What is the area of the shaded region in the figure shown?

This is a (C) trap question designed in a way such that a test-taker may be tempted to believe that both statements are necessary for answering the question when, actually, only one is necessary.

Statement (1)

This statement tells us two things: that the figure is a rectangle and that the area of the rectangle is 54.

We know that the area of a rectangle = b x h. So, b x h = 54.

Now, we have to find the area of the shaded region, and here's how the GMAT tempts us to choose the wrong answer: it breaks the shaded region into two triangles to make us start to wonder whether there are multiple possible areas of the shaded region, with the sizes of the different areas depending on how we draw those two triangles.

So, to correctly answer a question like this one, we have to be sure to see that the shapes of the two shaded triangles don't matter.

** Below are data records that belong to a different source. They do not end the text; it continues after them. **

// Adapters layer: concrete implementations of the domain ports.

pub mod http;
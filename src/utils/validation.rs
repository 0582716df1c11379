use crate::utils::error::{ClientError, Result};
use url::Url;

pub trait Validate {
    fn validate(&self) -> Result<()>;
}

pub fn validate_url(field_name: &str, url_str: &str) -> Result<Url> {
    if url_str.is_empty() {
        return Err(ClientError::InvalidConfigValue {
            field: field_name.to_string(),
            value: url_str.to_string(),
            reason: "URL cannot be empty".to_string(),
        });
    }

    match Url::parse(url_str) {
        Ok(url) => match url.scheme() {
            "http" | "https" => Ok(url),
            scheme => Err(ClientError::InvalidConfigValue {
                field: field_name.to_string(),
                value: url_str.to_string(),
                reason: format!("Unsupported URL scheme: {}", scheme),
            }),
        },
        Err(e) => Err(ClientError::InvalidConfigValue {
            field: field_name.to_string(),
            value: url_str.to_string(),
            reason: format!("Invalid URL format: {}", e),
        }),
    }
}

pub fn validate_non_empty_string(field_name: &str, value: &str) -> Result<()> {
    if value.trim().is_empty() {
        return Err(ClientError::Validation {
            message: format!("{} cannot be empty or whitespace-only", field_name),
        });
    }
    Ok(())
}

pub fn validate_range<T: PartialOrd + std::fmt::Display + Copy>(
    field_name: &str,
    value: T,
    min: T,
    max: T,
) -> Result<()> {
    if value < min || value > max {
        return Err(ClientError::InvalidConfigValue {
            field: field_name.to_string(),
            value: value.to_string(),
            reason: format!("Value must be between {} and {}", min, max),
        });
    }
    Ok(())
}

/// Checks an optional `[min, max]` price window: both bounds non-negative, min not above max.
pub fn validate_price_bounds(min: Option<f64>, max: Option<f64>) -> Result<()> {
    for (field, bound) in [("min_price", min), ("max_price", max)] {
        if let Some(value) = bound {
            if !value.is_finite() || value < 0.0 {
                return Err(ClientError::Validation {
                    message: format!("{} must be a non-negative number, got {}", field, value),
                });
            }
        }
    }

    if let (Some(min), Some(max)) = (min, max) {
        if min > max {
            return Err(ClientError::Validation {
                message: format!("min_price ({}) is greater than max_price ({})", min, max),
            });
        }
    }

    Ok(())
}
// Domain layer: wire models and the ports the shell talks through.

pub mod model;
pub mod ports;
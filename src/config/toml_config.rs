use crate::utils::error::{ClientError, Result};
use crate::utils::validation::{validate_range, validate_url, Validate};
use regex::Regex;
use serde::{Deserialize, Serialize};
use std::path::Path;

/// Optional configuration file. Every section and key may be left out.
#[derive(Debug, Clone, Default, Serialize, Deserialize)]
pub struct TomlConfig {
    pub api: Option<ApiSection>,
    pub logging: Option<LoggingSection>,
}

#[derive(Debug, Clone, Default, Serialize, Deserialize)]
pub struct ApiSection {
    pub base_url: Option<String>,
    pub timeout_ms: Option<u64>,
}

#[derive(Debug, Clone, Default, Serialize, Deserialize)]
pub struct LoggingSection {
    pub level: Option<String>,
    pub json: Option<bool>,
}

impl TomlConfig {
    /// 從 TOML 檔案載入配置
    pub fn from_file<P: AsRef<Path>>(path: P) -> Result<Self> {
        let content = std::fs::read_to_string(&path)?;
        Self::from_toml_str(&content)
    }

    pub fn from_toml_str(content: &str) -> Result<Self> {
        let processed_content = Self::substitute_env_vars(content)?;

        toml::from_str(&processed_content).map_err(|e| ClientError::Config {
            message: format!("TOML parsing error: {}", e),
        })
    }

    /// 替換環境變數 (例如 ${API_URL})，未設定的變數保持原樣
    fn substitute_env_vars(content: &str) -> Result<String> {
        let re = Regex::new(r"\$\{([^}]+)\}").map_err(|e| ClientError::Config {
            message: format!("invalid substitution pattern: {}", e),
        })?;

        let result = re.replace_all(content, |caps: &regex::Captures| {
            let var_name = &caps[1];
            std::env::var(var_name).unwrap_or_else(|_| format!("${{{}}}", var_name))
        });

        Ok(result.to_string())
    }

    pub fn base_url(&self) -> Option<&str> {
        self.api.as_ref().and_then(|a| a.base_url.as_deref())
    }

    pub fn timeout_ms(&self) -> Option<u64> {
        self.api.as_ref().and_then(|a| a.timeout_ms)
    }

    pub fn log_level(&self) -> Option<&str> {
        self.logging.as_ref().and_then(|l| l.level.as_deref())
    }

    pub fn json_logs(&self) -> bool {
        self.logging.as_ref().and_then(|l| l.json).unwrap_or(false)
    }
}

impl Validate for TomlConfig {
    fn validate(&self) -> Result<()> {
        if let Some(url) = self.base_url() {
            validate_url("api.base_url", url)?;
        }
        if let Some(timeout) = self.timeout_ms() {
            validate_range("api.timeout_ms", timeout, 1, 600_000)?;
        }
        if let Some(level) = self.log_level() {
            let valid_levels = ["trace", "debug", "info", "warn", "error"];
            if !valid_levels.contains(&level) {
                return Err(ClientError::InvalidConfigValue {
                    field: "logging.level".to_string(),
                    value: level.to_string(),
                    reason: format!("Valid levels: {}", valid_levels.join(", ")),
                });
            }
        }
        Ok(())
    }
}
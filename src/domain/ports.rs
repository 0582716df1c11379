use crate::domain::model::{
    HealthStatus, HistoryEntry, Product, ProductId, RecommendationRequest, RecommendationResponse,
};
use crate::utils::error::Result;
use async_trait::async_trait;
use std::time::Duration;

pub trait ConfigProvider: Send + Sync {
    fn api_base_url(&self) -> &str;
    fn request_timeout(&self) -> Duration;
}

/// The backend's catalog and recommendation endpoints, one method per route.
#[async_trait]
pub trait CatalogApi: Send + Sync {
    async fn get_all_products(&self) -> Result<Vec<Product>>;
    async fn get_product_by_id(&self, id: &ProductId) -> Result<Product>;
    async fn get_products_by_category(&self, category: &str) -> Result<Vec<Product>>;
    async fn get_categories(&self) -> Result<Vec<String>>;
    async fn search_products(&self, query: &str) -> Result<Vec<Product>>;
    async fn get_recommendations(
        &self,
        request: &RecommendationRequest,
    ) -> Result<RecommendationResponse>;
    async fn get_recommendation_history(&self) -> Result<Vec<HistoryEntry>>;
    async fn check_health(&self) -> Result<HealthStatus>;
}
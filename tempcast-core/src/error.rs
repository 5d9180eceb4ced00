use thiserror::Error;

/// Lookup failures that callers need to tell apart from plain transport or
/// decode errors. They travel inside `anyhow::Error`; use `downcast_ref`.
#[derive(Debug, Error, PartialEq, Eq)]
pub enum LookupError {
    #[error("Invalid location '{input}': expected <latitude,longitude>")]
    InvalidLocation { input: String },

    /// The timezone service answered, but without a usable `timezoneId`.
    #[error("Timezone service response has no `timezoneId` string{}", reason_suffix(.reason))]
    MissingTimezone { reason: Option<String> },

    #[error(
        "Forecast daily series are misaligned: {dates} dates, {max} max temperatures, {min} min temperatures"
    )]
    MisalignedSeries { dates: usize, max: usize, min: usize },
}

fn reason_suffix(reason: &Option<String>) -> String {
    match reason {
        Some(r) => format!(" ({r})"),
        None => String::new(),
    }
}
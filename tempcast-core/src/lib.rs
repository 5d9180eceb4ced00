//! Core library for the `tempcast` CLI.
//!
//! This crate defines:
//! - Configuration of the remote endpoints and the GeoNames account
//! - Timezone and forecast service clients behind traits
//! - Shared domain models (location, forecast, daily readings)
//!
//! It is used by `tempcast-cli`, but can also be reused by other binaries or services.

pub mod config;
pub mod error;
pub mod model;
pub mod provider;

pub use config::Config;
pub use error::LookupError;
pub use model::{DailyReading, DailySeries, ForecastResult, Location, celsius_to_fahrenheit};
pub use provider::{
    ForecastFetcher, TimezoneResolver, fetch_forecast, fetcher_from_config, resolver_from_config,
};
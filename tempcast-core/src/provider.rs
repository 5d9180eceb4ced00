use crate::{
    Config, ForecastResult, Location,
    provider::{geonames::GeoNamesResolver, openmeteo::OpenMeteoFetcher},
};
use async_trait::async_trait;
use std::fmt::Debug;

pub mod geonames;
pub mod openmeteo;

/// Maps coordinates to a timezone identifier such as `Europe/Berlin`.
#[async_trait]
pub trait TimezoneResolver: Send + Sync + Debug {
    async fn resolve_timezone(&self, location: &Location) -> anyhow::Result<String>;
}

/// Fetches the daily min/max temperature series for a location.
#[async_trait]
pub trait ForecastFetcher: Send + Sync + Debug {
    async fn fetch_forecast(
        &self,
        location: &Location,
        timezone: &str,
    ) -> anyhow::Result<ForecastResult>;
}

/// Construct the timezone resolver described by `config`.
pub fn resolver_from_config(config: &Config) -> anyhow::Result<Box<dyn TimezoneResolver>> {
    let username = config.geonames_username().ok_or_else(|| {
        anyhow::anyhow!(
            "No GeoNames username configured.\n\
                 Hint: run `tempcast --configure` and enter your GeoNames account name."
        )
    })?;

    Ok(Box::new(GeoNamesResolver::new(&config.timezone.base_url, username)))
}

/// Construct the forecast fetcher described by `config`.
pub fn fetcher_from_config(config: &Config) -> Box<dyn ForecastFetcher> {
    Box::new(OpenMeteoFetcher::new(&config.forecast.base_url))
}

/// Resolve the timezone, then fetch the forecast for it.
///
/// The forecast service is only contacted once the timezone is known.
pub async fn fetch_forecast(
    location: &Location,
    resolver: &dyn TimezoneResolver,
    fetcher: &dyn ForecastFetcher,
) -> anyhow::Result<ForecastResult> {
    let timezone = resolver.resolve_timezone(location).await?;
    tracing::debug!(%location, %timezone, "timezone resolved");

    fetcher.fetch_forecast(location, &timezone).await
}

pub(crate) fn truncate_body(body: &str) -> String {
    const MAX: usize = 200;
    match body.char_indices().nth(MAX) {
        Some((cut, _)) => format!("{}...", &body[..cut]),
        None => body.to_string(),
    }
}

Why don't they matter? For one thing, regardless of the shape of the two shaded triangles, the large, unshaded triangle has the same base and height as the rectangle. Since the area of a triangle is always (b x h)/2, the area of the large triangle will always be half the area of the rectangle, regardless of the shapes of the two smaller triangles.

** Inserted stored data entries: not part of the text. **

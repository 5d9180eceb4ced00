//! Integration tests for the timezone and forecast clients using wiremock.

use tempcast_core::{
    Config, Location, LookupError, fetch_forecast, fetcher_from_config, resolver_from_config,
};
use wiremock::matchers::{method, path, query_param};
use wiremock::{Mock, MockServer, ResponseTemplate};

fn forecast_body(dates: &[&str], max: &[f64], min: &[f64]) -> serde_json::Value {
    serde_json::json!({
        "latitude": 52.52,
        "longitude": 13.419998,
        "generationtime_ms": 0.05,
        "utc_offset_seconds": 7200,
        "timezone": "Europe/Berlin",
        "timezone_abbreviation": "CEST",
        "elevation": 38.0,
        "daily_units": {
            "time": "iso8601",
            "temperature_2m_min": "°C",
            "temperature_2m_max": "°C"
        },
        "daily": {
            "time": dates,
            "temperature_2m_min": min,
            "temperature_2m_max": max
        }
    })
}

fn config_for(timezone: &MockServer, forecast: &MockServer) -> Config {
    let mut cfg = Config::default();
    cfg.timezone.base_url = format!("{}/timezoneJSON", timezone.uri());
    cfg.set_geonames_username("tester".into());
    cfg.forecast.base_url = format!("{}/v1/forecast", forecast.uri());
    cfg
}

async fn run(cfg: &Config, location: &str) -> anyhow::Result<tempcast_core::ForecastResult> {
    let location: Location = location.parse()?;
    let resolver = resolver_from_config(cfg)?;
    let fetcher = fetcher_from_config(cfg);
    fetch_forecast(&location, resolver.as_ref(), fetcher.as_ref()).await
}

#[tokio::test]
async fn test_forecast_success_sends_expected_queries() {
    let timezone = MockServer::start().await;
    let forecast = MockServer::start().await;

    Mock::given(method("GET"))
        .and(path("/timezoneJSON"))
        .and(query_param("lat", "52.52"))
        .and(query_param("lng", "13.41"))
        .and(query_param("username", "tester"))
        .respond_with(ResponseTemplate::new(200).set_body_json(serde_json::json!({
            "timezoneId": "Europe/Berlin",
            "countryCode": "DE"
        })))
        .expect(1)
        .mount(&timezone)
        .await;

    Mock::given(method("GET"))
        .and(path("/v1/forecast"))
        .and(query_param("latitude", "52.52"))
        .and(query_param("longitude", "13.41"))
        .and(query_param("timezone", "Europe/Berlin"))
        .and(query_param("daily", "temperature_2m_min,temperature_2m_max"))
        .respond_with(ResponseTemplate::new(200).set_body_json(forecast_body(
            &["2024-06-01", "2024-06-02", "2024-06-03"],
            &[100.0, 20.0, 0.0],
            &[-40.0, 10.0, 0.0],
        )))
        .expect(1)
        .mount(&forecast)
        .await;

    let cfg = config_for(&timezone, &forecast);
    let result = run(&cfg, "52.52,13.41").await.unwrap();

    assert_eq!(result.timezone, "Europe/Berlin");
    assert_eq!(result.timezone_abbreviation, "CEST");
    assert_eq!(result.utc_offset_seconds, 7200);

    let days: Vec<_> = result.daily.days().collect();
    assert_eq!(days.len(), 3);
    assert_eq!(days[0].max_f(), Some(212.0));
    assert_eq!(days[0].min_f(), Some(-40.0));
    assert_eq!(days[2].max_f(), Some(32.0));
}

#[tokio::test]
async fn test_missing_timezone_skips_forecast() {
    let timezone = MockServer::start().await;
    let forecast = MockServer::start().await;

    Mock::given(method("GET"))
        .and(path("/timezoneJSON"))
        .respond_with(ResponseTemplate::new(200).set_body_json(serde_json::json!({
            "status": { "message": "user account not enabled to use the free webservice", "value": 10 }
        })))
        .mount(&timezone)
        .await;

    Mock::given(method("GET"))
        .respond_with(ResponseTemplate::new(200))
        .expect(0)
        .mount(&forecast)
        .await;

    let cfg = config_for(&timezone, &forecast);
    let err = run(&cfg, "52.52,13.41").await.unwrap_err();

    assert_eq!(
        err.downcast_ref::<LookupError>(),
        Some(&LookupError::MissingTimezone {
            reason: Some("user account not enabled to use the free webservice".into())
        })
    );
}

#[tokio::test]
async fn test_timezone_http_error_is_recoverable() {
    let timezone = MockServer::start().await;
    let forecast = MockServer::start().await;

    Mock::given(method("GET"))
        .and(path("/timezoneJSON"))
        .respond_with(ResponseTemplate::new(503).set_body_string("service unavailable"))
        .mount(&timezone)
        .await;

    Mock::given(method("GET"))
        .respond_with(ResponseTemplate::new(200))
        .expect(0)
        .mount(&forecast)
        .await;

    let cfg = config_for(&timezone, &forecast);
    let err = run(&cfg, "52.52,13.41").await.unwrap_err();

    let msg = err.to_string();
    assert!(msg.contains("503"), "Error should mention the status: {msg}");
    assert!(msg.contains("service unavailable"));
    assert!(err.downcast_ref::<LookupError>().is_none());
}

#[tokio::test]
async fn test_malformed_forecast_json_is_recoverable() {
    let timezone = MockServer::start().await;
    let forecast = MockServer::start().await;

    Mock::given(method("GET"))
        .and(path("/timezoneJSON"))
        .respond_with(
            ResponseTemplate::new(200)
                .set_body_json(serde_json::json!({ "timezoneId": "Europe/Berlin" })),
        )
        .mount(&timezone)
        .await;

    Mock::given(method("GET"))
        .and(path("/v1/forecast"))
        .respond_with(ResponseTemplate::new(200).set_body_string("{\"latitude\": 52.5,"))
        .mount(&forecast)
        .await;

    let cfg = config_for(&timezone, &forecast);
    let err = run(&cfg, "52.52,13.41").await.unwrap_err();

    assert!(err.to_string().contains("Failed to parse Open-Meteo forecast JSON"));
}

#[tokio::test]
async fn test_forecast_http_error_includes_body() {
    let timezone = MockServer::start().await;
    let forecast = MockServer::start().await;

    Mock::given(method("GET"))
        .and(path("/timezoneJSON"))
        .respond_with(
            ResponseTemplate::new(200)
                .set_body_json(serde_json::json!({ "timezoneId": "Not/AZone" })),
        )
        .mount(&timezone)
        .await;

    Mock::given(method("GET"))
        .and(path("/v1/forecast"))
        .respond_with(ResponseTemplate::new(400).set_body_json(serde_json::json!({
            "error": true,
            "reason": "Invalid timezone"
        })))
        .mount(&forecast)
        .await;

    let cfg = config_for(&timezone, &forecast);
    let err = run(&cfg, "52.52,13.41").await.unwrap_err();

    let msg = err.to_string();
    assert!(msg.contains("400"), "Error should mention the status: {msg}");
    assert!(msg.contains("Invalid timezone"));
}

#[tokio::test]
async fn test_misaligned_series_is_rejected() {
    let timezone = MockServer::start().await;
    let forecast = MockServer::start().await;

    Mock::given(method("GET"))
        .and(path("/timezoneJSON"))
        .respond_with(
            ResponseTemplate::new(200)
                .set_body_json(serde_json::json!({ "timezoneId": "Europe/Berlin" })),
        )
        .mount(&timezone)
        .await;

    Mock::given(method("GET"))
        .and(path("/v1/forecast"))
        .respond_with(ResponseTemplate::new(200).set_body_json(forecast_body(
            &["2024-06-01", "2024-06-02"],
            &[20.0],
            &[10.0, 11.0],
        )))
        .mount(&forecast)
        .await;

    let cfg = config_for(&timezone, &forecast);
    let err = run(&cfg, "52.52,13.41").await.unwrap_err();

    assert_eq!(
        err.downcast_ref::<LookupError>(),
        Some(&LookupError::MisalignedSeries { dates: 2, max: 1, min: 2 })
    );
}

#[tokio::test]
async fn test_null_temperatures_are_missing_readings() {
    let timezone = MockServer::start().await;
    let forecast = MockServer::start().await;

    Mock::given(method("GET"))
        .and(path("/timezoneJSON"))
        .respond_with(
            ResponseTemplate::new(200)
                .set_body_json(serde_json::json!({ "timezoneId": "Europe/Berlin" })),
        )
        .mount(&timezone)
        .await;

    let mut body = forecast_body(&["2024-06-01", "2024-06-02"], &[21.5, 24.0], &[11.2, 12.9]);
    body["daily"]["temperature_2m_min"][1] = serde_json::Value::Null;

    Mock::given(method("GET"))
        .and(path("/v1/forecast"))
        .respond_with(ResponseTemplate::new(200).set_body_json(body))
        .mount(&forecast)
        .await;

    let cfg = config_for(&timezone, &forecast);
    let result = run(&cfg, "52.52,13.41").await.unwrap();

    let days: Vec<_> = result.daily.days().collect();
    assert_eq!(days.len(), 2);
    assert_eq!(days[1].max_c, Some(24.0));
    assert_eq!(days[1].min_c, None);
}

#[tokio::test]
async fn test_empty_daily_series_is_accepted() {
    let timezone = MockServer::start().await;
    let forecast = MockServer::start().await;

    Mock::given(method("GET"))
        .and(path("/timezoneJSON"))
        .respond_with(
            ResponseTemplate::new(200)
                .set_body_json(serde_json::json!({ "timezoneId": "Europe/Berlin" })),
        )
        .mount(&timezone)
        .await;

    Mock::given(method("GET"))
        .and(path("/v1/forecast"))
        .respond_with(ResponseTemplate::new(200).set_body_json(forecast_body(&[], &[], &[])))
        .mount(&forecast)
        .await;

    let cfg = config_for(&timezone, &forecast);
    let result = run(&cfg, "52.52,13.41").await.unwrap();

    assert!(result.daily.is_empty());
    assert_eq!(result.elevation, 38.0);
}

#[tokio::test]
async fn test_unreachable_service_is_recoverable() {
    let mut cfg = Config::default();
    // Port 9 (discard) is closed on test hosts.
    cfg.timezone.base_url = "http://127.0.0.1:9/timezoneJSON".into();

    let err = run(&cfg, "52.52,13.41").await.unwrap_err();

    assert!(err.to_string().contains("Failed to send request to GeoNames"));
}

So, regardless of the shapes of the two smaller triangles, the area of the shaded region also will always be half of the area of the rectangle.

So, Statement (1) is sufficient.

Statement (2)

Of course, we can easily tell that Statement (2) is insufficient, as it lacks any information on the area of anything in the figure, but a tricky aspect of Statement (2) is that it is designed to support the narrative that we need to have information on the shapes of the two smaller triangles in order to determine the area of the shaded region, as it provides some information on those shapes.

So, Statement (2) is designed to line up with the faulty thinking that the size of the area of the shaded region depends on the shapes of the two shaded triangles and tempt us to think that we need both statements and choose choice (C), as many people who have answered this question have.

So, the correct answer to this question is (A), and arriving at that answer requires avoiding being fooled by the way the question is constructed and seeing that, no matter where point E is on the base of the rectangle, the area of the shaded region is the same.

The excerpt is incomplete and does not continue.